У нас собрался весь Кросс: одни гости забегали на пару минут, другие задерживались надолго и были еще у нас, когда в три часа ночи Тоби помог мне спуститься вниз. События этой ночи я помню обрывочно, словно тумане: прибытие леди Ричард в блондинистом парике на пятидюймовых шпильках и в красном облегающем платье с блестками и разрезом чуть ли не до пояса, обнажающим гладкую, безволосую белую кожу над кружевным верхом тонких черных чулок. Грудь у гостя оказалась самой настоящей, а там, где мужчинам полагается иметь выпуклость, ничего подобного не наблюдалось. Пэппи драматическим шепотом поведала мне, что леди Ричард ездил на операцию в Скандинавию. «Значит, мочевая система у него хуже некуда», — прошептала я в ответ. Бедняга Норм успел одарить меня слюнявым поцелуем, а Мерв, пользуясь положением начальника, напропалую флиртовал с миссис Дельвеккио-Шварц. Это совсем не нравилось Лернеру Чусовичу — как и Клаусу, который смотрел на домовладелицу с неприкрытым вожделением. Джим продемонстрировала мне, что умеет целоваться, и я не возражала, потому что успела пропустить стаканчик, но тут Боб разозлилась, я оттолкнула Джим и все оставшееся время не отходила от Тоби. Наши мелкие размолвки были забыты, а целовался он, если мне не изменяет память, как Дункан, только вот я на поцелуи не отвечала. Тоби — это все-таки Тоби.

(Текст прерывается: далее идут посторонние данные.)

use clap::Parser;
use wasm_bindgen::prelude::*;

mod api;
mod app;
mod game;
mod leaderboard;
mod login;
mod utils;

#[derive(Parser, Debug)]
#[command(version, about, long_about = None)]
struct Args {
    /// What log level to use
    #[command(flatten)]
    verbose: clap_verbosity_flag::Verbosity,

    /// Force a seed instead of random
    #[arg(short, long)]
    seed: Option<u64>,

    /// Base URL of the leaderboard service, same origin when empty
    #[arg(long, default_value = "")]
    api: String,
}

#[wasm_bindgen(start)]
pub fn run_app() {
    use gloo::utils::{document, window};

    #[cfg(feature = "console_error_panic_hook")]
    {
        console_error_panic_hook::set_once();
    }

    let location_hash = window()
        .location()
        .hash()
        .unwrap_or_else(|_| "".to_string());

    let args = Args::try_parse_from(location_hash.split(['#', '&'])).expect("Could not parse args");
    if let Some(log_level) = args.verbose.log_level() {
        console_log::init_with_level(log_level).expect("Error initializing logger");
    }
    log::debug!("seed: {:?}, api: {:?}", args.seed, args.api);

    let root = document()
        .get_element_by_id("game")
        .expect("Could not find id=\"game\" element");

    let props = app::AppProps {
        api: api::ApiClient::new(args.api),
        seed: args.seed,
    };

    log::debug!("App started");
    yew::Renderer::<app::App>::with_root_and_props(root, props).render();
}
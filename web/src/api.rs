use gloo::net::http::{Request, Response};
use nisbot_protocol::{
    AUTH_PATH, AuthRequest, LEADERBOARD_PATH, LeaderboardEntry, MessageResponse,
    SubmitScoreRequest,
};
use thiserror::Error;

#[derive(Error, Debug, Clone, PartialEq)]
pub(crate) enum NetworkError {
    #[error("Could not connect to the server.")]
    Unreachable(String),
    #[error("{message}")]
    Rejected { status: u16, message: String },
    #[error("Unexpected response from the server.")]
    InvalidBody(String),
}

impl From<gloo::net::Error> for NetworkError {
    fn from(err: gloo::net::Error) -> Self {
        match err {
            gloo::net::Error::SerdeError(err) => Self::InvalidBody(err.to_string()),
            err => Self::Unreachable(err.to_string()),
        }
    }
}

#[derive(Clone, Debug, PartialEq)]
pub(crate) enum AuthOutcome {
    Accepted(String),
    NotFound(String),
}

/// Client for the leaderboard service. Calls are never retried.
#[derive(Clone, Debug, PartialEq)]
pub(crate) struct ApiClient {
    base_url: String,
}

impl ApiClient {
    pub(crate) fn new(base_url: impl Into<String>) -> Self {
        let base_url = base_url.into().trim_end_matches('/').to_string();
        Self { base_url }
    }

    fn url(&self, path: &str) -> String {
        format!("{}{}", self.base_url, path)
    }

    pub(crate) async fn authenticate(&self, name: &str) -> Result<AuthOutcome, NetworkError> {
        let response = Request::post(&self.url(AUTH_PATH))
            .json(&AuthRequest {
                name: name.to_string(),
            })?
            .send()
            .await?;

        match response.status() {
            404 => Ok(AuthOutcome::NotFound(read_message(response).await)),
            _ if response.ok() => Ok(AuthOutcome::Accepted(read_message(response).await)),
            status => Err(NetworkError::Rejected {
                status,
                message: read_message(response).await,
            }),
        }
    }

    pub(crate) async fn submit_score(&self, name: &str, score: i32) -> Result<String, NetworkError> {
        let response = Request::post(&self.url(LEADERBOARD_PATH))
            .json(&SubmitScoreRequest {
                name: name.to_string(),
                score,
            })?
            .send()
            .await?;

        if response.ok() {
            Ok(read_message(response).await)
        } else {
            Err(NetworkError::Rejected {
                status: response.status(),
                message: read_message(response).await,
            })
        }
    }

    pub(crate) async fn fetch_leaderboard(&self) -> Result<Vec<LeaderboardEntry>, NetworkError> {
        let response = Request::get(&self.url(LEADERBOARD_PATH)).send().await?;
        if !response.ok() {
            return Err(NetworkError::Rejected {
                status: response.status(),
                message: format!("HTTP error! Status: {}", response.status()),
            });
        }
        Ok(response.json().await?)
    }
}

async fn read_message(response: Response) -> String {
    match response.json::<MessageResponse>().await {
        Ok(body) => body.message,
        Err(err) => {
            log::debug!("response without message body: {}", err);
            format!("Request failed with status {}", response.status())
        }
    }
}
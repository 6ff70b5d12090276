use web_time::Instant;

use crate::*;

#[derive(Copy, Clone, Debug, PartialEq, Eq)]
pub enum Command {
    Move(Direction),
    Act,
}

/// Side effect the host has to carry out after an update, outside the synchronous mutation path.
#[derive(Clone, Debug, PartialEq, Eq)]
pub enum Effect {
    SubmitScore { name: String, score: Score },
}

#[derive(Clone, Debug, Default, PartialEq, Eq)]
pub struct Update {
    pub notice: Option<Notice>,
    pub report: Option<FinalReport>,
    pub effect: Option<Effect>,
}

impl Update {
    /// Whether anything visible changed.
    pub fn has_update(&self) -> bool {
        self.notice.is_some() || self.report.is_some()
    }
}

/// One player's game plus its session snapshot.
#[derive(Debug)]
pub struct GameSession<S> {
    engine: PlayEngine,
    snapshots: Snapshots<S>,
    player_name: Option<String>,
    config: GameConfig,
}

impl<S: SnapshotStore> GameSession<S> {
    /// Resumes the saved game if there is an unfinished one, otherwise starts a fresh layout from `seed`.
    pub fn start(
        store: S,
        player_name: Option<String>,
        config: GameConfig,
        seed: u64,
    ) -> Result<(Self, Notice)> {
        let mut snapshots = Snapshots::new(store);

        match snapshots.restore() {
            Ok(Some(state)) if !state.is_game_over() => {
                log::debug!("Resuming saved game, score {}", state.score());
                let session = Self {
                    engine: PlayEngine::new(state),
                    snapshots,
                    player_name,
                    config,
                };
                return Ok((session, Notice::welcome_back()));
            }
            Ok(Some(_)) => {
                log::debug!("Saved game already finished, starting fresh");
                snapshots.clear();
            }
            Ok(None) => {}
            Err(err) => {
                log::warn!("Discarding unreadable saved game: {}", err);
                snapshots.clear();
            }
        }

        let state = RandomLayoutGenerator::new(seed).generate(config)?;
        let mut session = Self {
            engine: PlayEngine::new(state),
            snapshots,
            player_name,
            config,
        };
        session.persist();
        let notice = Notice::welcome(session.state());
        Ok((session, notice))
    }

    /// Replaces the current game. On error the current game is kept untouched.
    pub fn new_game(&mut self, seed: u64) -> Result<Notice> {
        let state = RandomLayoutGenerator::new(seed).generate(self.config)?;
        self.engine = PlayEngine::new(state);
        self.persist();
        Ok(Notice::welcome(self.state()))
    }

    pub fn handle(&mut self, command: Command, now: Instant) -> Update {
        let (notice, changed, end) = match command {
            Command::Move(direction) => {
                let outcome = self.engine.move_player(direction, now);
                (
                    Notice::for_move(outcome, self.state()),
                    outcome.changed_state(),
                    outcome.game_end(),
                )
            }
            Command::Act => {
                let outcome = self.engine.act();
                (
                    Notice::for_action(outcome, self.state()),
                    outcome.changed_state(),
                    outcome.game_end(),
                )
            }
        };

        let mut update = Update {
            notice,
            ..Default::default()
        };
        if let Some(end) = end {
            self.snapshots.clear();
            update.report = Some(FinalReport {
                end,
                score: self.state().score(),
            });
            update.effect = self.submission_for(end);
        } else if changed {
            self.persist();
        }
        update
    }

    pub fn engine(&self) -> &PlayEngine {
        &self.engine
    }

    pub fn state(&self) -> &GameState {
        self.engine.state()
    }

    pub fn snapshots(&self) -> &Snapshots<S> {
        &self.snapshots
    }

    pub fn player_name(&self) -> Option<&str> {
        self.player_name.as_deref()
    }

    fn submission_for(&self, end: GameEnd) -> Option<Effect> {
        if !end.is_win() {
            return None;
        }
        match &self.player_name {
            Some(name) => Some(Effect::SubmitScore {
                name: name.clone(),
                score: self.state().score(),
            }),
            None => {
                log::warn!("Won without a logged in player, score not submitted");
                None
            }
        }
    }

    fn persist(&mut self) {
        if let Err(err) = self.snapshots.save(self.engine.state()) {
            log::error!("Could not save game to session storage: {}", err);
        }
    }
}
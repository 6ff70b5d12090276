//! JSON bodies exchanged between the web client and the leaderboard worker.

use serde::{Deserialize, Serialize};

pub const AUTH_PATH: &str = "/api/auth";
pub const LEADERBOARD_PATH: &str = "/api/leaderboard";

/// Longest participant name that is stored, longer names are cut.
pub const MAX_NAME_LEN: usize = 15;
/// Entries returned by the leaderboard endpoint.
pub const LEADERBOARD_SIZE: usize = 10;

#[derive(Clone, Debug, PartialEq, Eq, Serialize, Deserialize)]
pub struct AuthRequest {
    pub name: String,
}

#[derive(Clone, Debug, PartialEq, Eq, Serialize, Deserialize)]
pub struct SubmitScoreRequest {
    pub name: String,
    pub score: i32,
}

/// Body of every non-list response, success or failure.
#[derive(Clone, Debug, PartialEq, Eq, Serialize, Deserialize)]
pub struct MessageResponse {
    pub message: String,
}

impl MessageResponse {
    pub fn new(message: impl Into<String>) -> Self {
        Self {
            message: message.into(),
        }
    }
}

#[derive(Clone, Debug, PartialEq, Eq, Serialize, Deserialize)]
#[serde(rename_all = "camelCase")]
pub struct LeaderboardEntry {
    pub name: String,
    pub total_score: i64,
}

/// Trims surrounding whitespace and cuts to [`MAX_NAME_LEN`] characters. `None` for a blank name.
pub fn normalize_name(name: &str) -> Option<String> {
    let name = name.trim();
    if name.is_empty() {
        None
    } else {
        Some(name.chars().take(MAX_NAME_LEN).collect())
    }
}
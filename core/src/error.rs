use thiserror::Error;

use crate::{CellCount, Coord};

#[derive(Error, Debug, Copy, Clone, PartialEq, Eq)]
pub enum GameError {
    #[error("Grid of size {grid_size} cannot hold {pits} pits and {chips} chips")]
    InvalidConfig {
        grid_size: Coord,
        pits: CellCount,
        chips: CellCount,
    },
    #[error("Failed to place all items, try again")]
    PlacementExhausted,
    #[error("Invalid coordinates")]
    InvalidCoords,
    #[error("Two items were placed on the same cell")]
    OverlappingPlacement,
    #[error("Board shape does not match declared size")]
    InvalidBoardShape,
}

pub type Result<T> = core::result::Result<T, GameError>;

#[derive(Error, Debug, Clone, PartialEq, Eq)]
#[error("Snapshot store failed: {0}")]
pub struct StoreError(pub String);

#[derive(Error, Debug)]
pub enum SnapshotError {
    #[error("Snapshot is not valid JSON: {0}")]
    Malformed(#[from] serde_json::Error),
    #[error("Snapshot version {found} is not supported, expected {expected}")]
    UnsupportedVersion { found: u32, expected: u32 },
    #[error("Snapshot describes an inconsistent board: {0}")]
    Inconsistent(#[from] GameError),
    #[error(transparent)]
    Store(#[from] StoreError),
}
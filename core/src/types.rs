use serde::{Deserialize, Serialize};

/// Single coordinate axis used for the grid size and positions.
pub type Coord = u8;

/// Count type used for pit, chip and total-cell counts.
pub type CellCount = u16;

/// Two-dimensional coordinates `(x, y)`.
pub type Coord2 = (Coord, Coord);

/// Running score, can go negative after enough penalties.
pub type Score = i32;

pub trait ToNdIndex {
    type Output;
    fn to_nd_index(self) -> Self::Output;
}

impl ToNdIndex for Coord2 {
    type Output = [usize; 2];

    fn to_nd_index(self) -> Self::Output {
        [self.0.into(), self.1.into()]
    }
}

pub const fn mult(a: Coord, b: Coord) -> CellCount {
    let a = a as CellCount;
    let b = b as CellCount;
    a.saturating_mul(b)
}

pub const fn manhattan((ax, ay): Coord2, (bx, by): Coord2) -> u16 {
    ax.abs_diff(bx) as u16 + ay.abs_diff(by) as u16
}

pub const fn is_adjacent(a: Coord2, b: Coord2) -> bool {
    manhattan(a, b) == 1
}

#[derive(Copy, Clone, Debug, PartialEq, Eq, Hash, Serialize, Deserialize)]
pub enum Direction {
    Up,
    Down,
    Left,
    Right,
}

impl Direction {
    pub const ALL: [Direction; 4] = [Self::Up, Self::Down, Self::Left, Self::Right];

    pub const fn delta(self) -> (isize, isize) {
        match self {
            Self::Up => (0, -1),
            Self::Down => (0, 1),
            Self::Left => (-1, 0),
            Self::Right => (1, 0),
        }
    }
}

/// Applies `delta` to `coords`, returning a value only when it remains in bounds.
pub fn apply_delta(coords: Coord2, delta: (isize, isize), bounds: Coord2) -> Option<Coord2> {
    let (x, y) = coords;
    let (dx, dy) = delta;
    let (max_x, max_y) = bounds;

    let next_x = x.checked_add_signed(dx.try_into().ok()?)?;
    if next_x >= max_x {
        return None;
    }

    let next_y = y.checked_add_signed(dy.try_into().ok()?)?;
    if next_y >= max_y {
        return None;
    }

    Some((next_x, next_y))
}

/// In-bounds cardinal neighbours of a cell.
#[derive(Debug)]
pub struct NeighborIter {
    center: Coord2,
    bounds: Coord2,
    index: u8,
}

impl NeighborIter {
    pub fn new(center: Coord2, bounds: Coord2) -> Self {
        Self {
            center,
            bounds,
            index: 0,
        }
    }
}

impl Iterator for NeighborIter {
    type Item = Coord2;

    fn next(&mut self) -> Option<Self::Item> {
        loop {
            if usize::from(self.index) >= Direction::ALL.len() {
                return None;
            }

            let next_item = apply_delta(
                self.center,
                Direction::ALL[self.index as usize].delta(),
                self.bounds,
            );
            self.index += 1;

            if next_item.is_some() {
                return next_item;
            }
        }
    }
}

В постель я плюхнулась во всем праздничном великолепии, а в восемь утра меня разбудила Марселина, вся жизнь которой подчинялась велениям желудка. Должно быть, Тоби задернул шторы на моем окне — отлично. Пошатываясь, я сварила кофе, приняла дозу дексала, чтобы приглушить тошноту, и побаловала Марселину блюдцем сливок и миской сардин, кривясь от едкого рыбного запаха. Покончив с делами, я снова завалилась в постель, а Марселина тем временем расправлялась с сардинами.
Фло спала в моей постели, свернувшись клубочком. Ангеленок, мой ангеленок! А я даже не заметила, что она рядом. Наверное, наверху всем не до нее, вот она и прибежала ко мне. А может, Гарольд остался ночевать с ее матерью. Да, на вечеринку он явился, подпирал спиной стену, попивал бренди, наблюдал, как миссис Дельвеккио-Шварц кокетничает с Мервом, и что-то бормотал, глядя на меня, особенно когда я целовалась с Джим. «Шлюха», — отчетливо выговорили его губы.